Pyrophosphate imaging cannot be interpreted without light-chain assessment, which is done through serum-free light chains and serum and urine immunofixation electrophoresis.
“When one looks at these results, one can then appropriately determine whether or not [pyrophosphate] imaging can be diagnostic for TTR amyloidosis,” Ruberg said during the presentation. “Cardiologists are not comfortable nor should they be necessarily with these light-chain assay ranges. ... Basically, the concept here is that when the free light-chain ratio is abnormal or when the serum immunofixation is abnormal, you must refer to hematology for further evaluation.
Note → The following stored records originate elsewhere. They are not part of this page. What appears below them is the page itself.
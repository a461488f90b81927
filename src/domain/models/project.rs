//! Project hierarchy.
//!
//! Projects form a plain tree; each node only names its parent.

use serde::{Deserialize, Serialize};
use std::collections::HashMap;

/// A project and the id of its parent (`None` for the root).
#[derive(Debug, Clone, PartialEq, Eq, Serialize, Deserialize)]
pub struct ProjectNode {
    pub id: String,
    #[serde(default)]
    pub parent_id: Option<String>,
}

impl ProjectNode {
    pub fn new(id: impl Into<String>, parent_id: Option<&str>) -> Self {
        Self {
            id: id.into(),
            parent_id: parent_id.map(str::to_string),
        }
    }
}

/// Project hierarchy keyed by project id.
#[derive(Debug, Clone, Default)]
pub struct ProjectTree {
    nodes: HashMap<String, ProjectNode>,
}

impl ProjectTree {
    pub fn new() -> Self {
        Self::default()
    }

    pub fn from_nodes(nodes: impl IntoIterator<Item = ProjectNode>) -> Self {
        Self {
            nodes: nodes.into_iter().map(|n| (n.id.clone(), n)).collect(),
        }
    }

    pub fn insert(&mut self, node: ProjectNode) {
        self.nodes.insert(node.id.clone(), node);
    }

    pub fn contains(&self, id: &str) -> bool {
        self.nodes.contains_key(id)
    }

    pub fn parent_of(&self, id: &str) -> Option<&str> {
        self.nodes.get(id).and_then(|n| n.parent_id.as_deref())
    }

    pub fn len(&self) -> usize {
        self.nodes.len()
    }

    pub fn is_empty(&self) -> bool {
        self.nodes.is_empty()
    }

    /// The project itself followed by each ancestor up to the root.
    ///
    /// Bounded by the number of nodes so a malformed parent cycle terminates.
    pub fn ancestors<'a>(&'a self, id: &'a str) -> impl Iterator<Item = &'a str> + 'a {
        let limit = self.nodes.len() + 1;
        std::iter::successors(Some(id), move |current| self.parent_of(current)).take(limit)
    }
}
A multidisciplinary approach is essential in this context."
It is important to obtain scans in the right clinical scenario and to recognize AL amyloidosis because it is life-threatening, according to the presentation. In addition, incorrectly diagnosing ATTR amyloidosis may lead to treating inappropriate patients with tafamidis (Vyndamax and Vyndaqel, FoldRx/Pfizer). Although the drug is an effective treatment for ATTR amyloidosis, it is expensive. Even after financial assistance, some patients prescribed this drug may have copays of up to $1,700 per month, according to the presentation.
“If patients are basically being asked to shoulder the burden of a very expensive drug, you really want to make sure they actually have the disease for which they’re being treated,” Ruberg said in the presentation.
Future trends in the use of pyrophosphate imaging may be shaped by several unanswered questions regarding the use of bone scintigraphy as a screening test, cost-effectiveness of screening, follow-up in asymptomatic allele carriers of TTR mutations and the role of imaging for prognostication or following disease response.
“We’ve reached a perfect storm for ATTR amyloidosis,” Ruberg said during the presentation. “We have an understanding that the epidemiology of ATTR amyloidosis is much more prevalent than we thought before and this understanding, in large part, has been shaped by the access to [pyrophosphate] imaging, affording a means to an easy diagnosis in scenarios where we didn’t think about it before.”
References:
- Dorbala S, et al. J Nucl Cardiol. 2020;doi:10.1007/s12350-019-01761-5.
- Kittleson MM, et al. Circulation. 2020;doi:10.1161/CIR.0000000000000792.